Sometime back I had tweeted a thread about how I dislike NPS score as a measure of success. It led to a fair amount of discussion and debate. Hence, I decided to dig a bit deeper and write a longish post about it. While I have tried giving it some structure, each section is more or less self contained. You can directly jump into a specific section if you are already aware . I have tried to give enough context wherever possible.
I have also linked to sources wherever applicable, so feel free to follow them and do your own due diligence when in doubt.
Disclaimer: I may add more details and address any specific questions and criticisms that may come my way. Please do let me know if I misrepresented or missed something
What is Net Promoter Score AKA NPS
Net promoter score is a widely used measure of customer loyalty today. It’s claim to fame is its utter simplicity. It can measure customer loyalty with just 1 question.
To calculate Net Promoter score you ask a statistically significant number of your customers to answer a single question
How likely is it that you would recommend [brand or company X] to a friend or colleague?
- Ask them to select from a scale of 1-10(some orgs use a slightly different scale but 1-10 is the most widely used), where 1 means not likely at all, 10 means very likely and 5 means neutral.

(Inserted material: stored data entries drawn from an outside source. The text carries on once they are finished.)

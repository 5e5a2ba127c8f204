//! CPU-side UV sphere tessellation shared by the globe, its shells and markers.

use bytemuck::{Pod, Zeroable};
use std::f32::consts::{PI, TAU};

#[repr(C)]
#[derive(Copy, Clone, Debug, Pod, Zeroable)]
pub struct MeshVertex {
    pub position: [f32; 3],
    pub normal: [f32; 3],
    pub uv: [f32; 2],
}

#[derive(Clone, Debug)]
pub struct SphereMesh {
    pub vertices: Vec<MeshVertex>,
    pub indices: Vec<u32>,
}

impl SphereMesh {
    /// Latitude/longitude sphere. Column `u` runs with longitude from -180 at
    /// u = 0; row `v` runs from the north pole (v = 0) to the south pole, so
    /// image row 0 maps to the top of the globe. Triangles wind CCW seen from
    /// outside.
    pub fn uv_sphere(radius: f32, width_segments: u32, height_segments: u32) -> Self {
        let ws = width_segments.max(3);
        let hs = height_segments.max(2);
        let mut vertices = Vec::with_capacity(((ws + 1) * (hs + 1)) as usize);
        for iy in 0..=hs {
            let v = iy as f32 / hs as f32;
            let theta = v * PI;
            for ix in 0..=ws {
                let u = ix as f32 / ws as f32;
                let phi = u * TAU;
                let n = [
                    -phi.cos() * theta.sin(),
                    theta.cos(),
                    phi.sin() * theta.sin(),
                ];
                vertices.push(MeshVertex {
                    position: [n[0] * radius, n[1] * radius, n[2] * radius],
                    normal: n,
                    uv: [u, v],
                });
            }
        }
        let row = ws + 1;
        let mut indices = Vec::with_capacity((ws * hs * 6) as usize);
        for iy in 0..hs {
            for ix in 0..ws {
                let a = iy * row + ix + 1;
                let b = iy * row + ix;
                let c = (iy + 1) * row + ix;
                let d = (iy + 1) * row + ix + 1;
                if iy != 0 {
                    indices.extend_from_slice(&[a, b, d]);
                }
                if iy != hs - 1 {
                    indices.extend_from_slice(&[b, c, d]);
                }
            }
        }
        Self { vertices, indices }
    }

    #[inline]
    pub fn index_count(&self) -> u32 {
        self.indices.len() as u32
    }
}
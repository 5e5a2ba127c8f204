//! Pointer gestures: drag to orient the globe, click to select a marker.
//!
//! A gesture is a click only if the pointer never strays more than
//! `click_slop_px` from where it went down on either axis. Anything else is a
//! drag, and its pointer-up never selects.

use crate::constants::{CLICK_SLOP_PX, PITCH_PER_PX, YAW_PER_PX};
use crate::orientation::GroupTransforms;
use glam::Vec2;

#[derive(Clone, Copy, Debug, PartialEq)]
pub struct DragSettings {
    pub yaw_per_px: f32,
    pub pitch_per_px: f32,
    pub click_slop_px: f32,
    pub pitch_enabled: bool,
}

impl Default for DragSettings {
    fn default() -> Self {
        Self {
            yaw_per_px: YAW_PER_PX,
            pitch_per_px: PITCH_PER_PX,
            click_slop_px: CLICK_SLOP_PX,
            pitch_enabled: true,
        }
    }
}

/// One pointer-down to pointer-up span.
#[derive(Clone, Copy, Debug, PartialEq)]
pub struct InteractionSession {
    pub down: Vec2,
    pub last: Vec2,
    pub moved: bool,
}

#[derive(Clone, Copy, Debug, Default, PartialEq)]
pub enum PointerPhase {
    #[default]
    Idle,
    Dragging(InteractionSession),
}

/// What a pointer-up resolved to.
#[derive(Clone, Copy, Debug, PartialEq)]
pub enum GestureEnd {
    /// Pointer barely moved: treat as a click at this canvas position.
    Click(Vec2),
    /// The gesture rotated the globe.
    Drag,
    /// Pointer-up without a matching pointer-down.
    Ignored,
}

#[derive(Clone, Debug, Default)]
pub struct PointerMachine {
    pub settings: DragSettings,
    phase: PointerPhase,
}

impl PointerMachine {
    pub fn new(settings: DragSettings) -> Self {
        Self {
            settings,
            phase: PointerPhase::Idle,
        }
    }

    #[inline]
    pub fn phase(&self) -> PointerPhase {
        self.phase
    }

    #[inline]
    pub fn is_dragging(&self) -> bool {
        matches!(self.phase, PointerPhase::Dragging(_))
    }

    pub fn pointer_down(&mut self, pos: Vec2) {
        self.phase = PointerPhase::Dragging(InteractionSession {
            down: pos,
            last: pos,
            moved: false,
        });
    }

    /// Apply a pointer move. Returns the applied `(d_yaw, d_pitch)`, or `None`
    /// when no gesture is in progress.
    pub fn pointer_move(&mut self, pos: Vec2, groups: &mut GroupTransforms) -> Option<(f32, f32)> {
        let PointerPhase::Dragging(session) = &mut self.phase else {
            return None;
        };
        let delta = pos - session.last;
        session.last = pos;
        let total = pos - session.down;
        if total.x.abs() > self.settings.click_slop_px || total.y.abs() > self.settings.click_slop_px
        {
            session.moved = true;
        }
        let d_yaw = delta.x * self.settings.yaw_per_px;
        let d_pitch = if self.settings.pitch_enabled {
            delta.y * self.settings.pitch_per_px
        } else {
            0.0
        };
        groups.apply_drag(d_yaw, d_pitch);
        Some((d_yaw, d_pitch))
    }

    pub fn pointer_up(&mut self, pos: Vec2) -> GestureEnd {
        match std::mem::take(&mut self.phase) {
            PointerPhase::Idle => GestureEnd::Ignored,
            PointerPhase::Dragging(session) => {
                let total = pos - session.down;
                let strayed = total.x.abs() > self.settings.click_slop_px
                    || total.y.abs() > self.settings.click_slop_px;
                if session.moved || strayed {
                    GestureEnd::Drag
                } else {
                    GestureEnd::Click(pos)
                }
            }
        }
    }

    /// Abort the gesture (pointer-cancel, lost capture). Never a click.
    pub fn cancel(&mut self) -> bool {
        let was = self.is_dragging();
        self.phase = PointerPhase::Idle;
        was
    }
}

- Anyone who choses 1-6 is considered a Detractor
- Anyone who choses 9-10 is a Promoter
- Net Promoter Score= %age of Promoters – %age of detractors
The basic claim of NPS is that it can reliably measure customer loyalty and if the company focuses its efforts to increase NPS, it can lead to more healthy growth.
This two specific claims are important to keep in mind
1) Reliably measure loyalty (better than other scores)
2) Correlated to company growth (see more details in NPS Origin story sec)
NPS origin story
While internet is filled with how to use NPS, when to use NPS, and why to use NPS, before we get to all those questions it is necessary to understand how NPS even came into picture.
The origin story of anything reveals a lot about the motivations without the burden of muddled history between then and now.
NPS score was invented by Fred Reichheld who was a consultant at Bain and company . It was introduced to the world in this HBR article
The basic idea came about when they looked at a car company use a very simple method to increase customer loyalty. The company, Enterprise Rent-A-Car, simply asked people two questions
– Quality of rental experience
– Likelihood you would rent again
The company then counted only those customers who gave it the highest scores on both the questions. All their outlets were then asked to optimize for this specific score. It was believed that this would inspire the sales agents to be better and increase customer loyalty.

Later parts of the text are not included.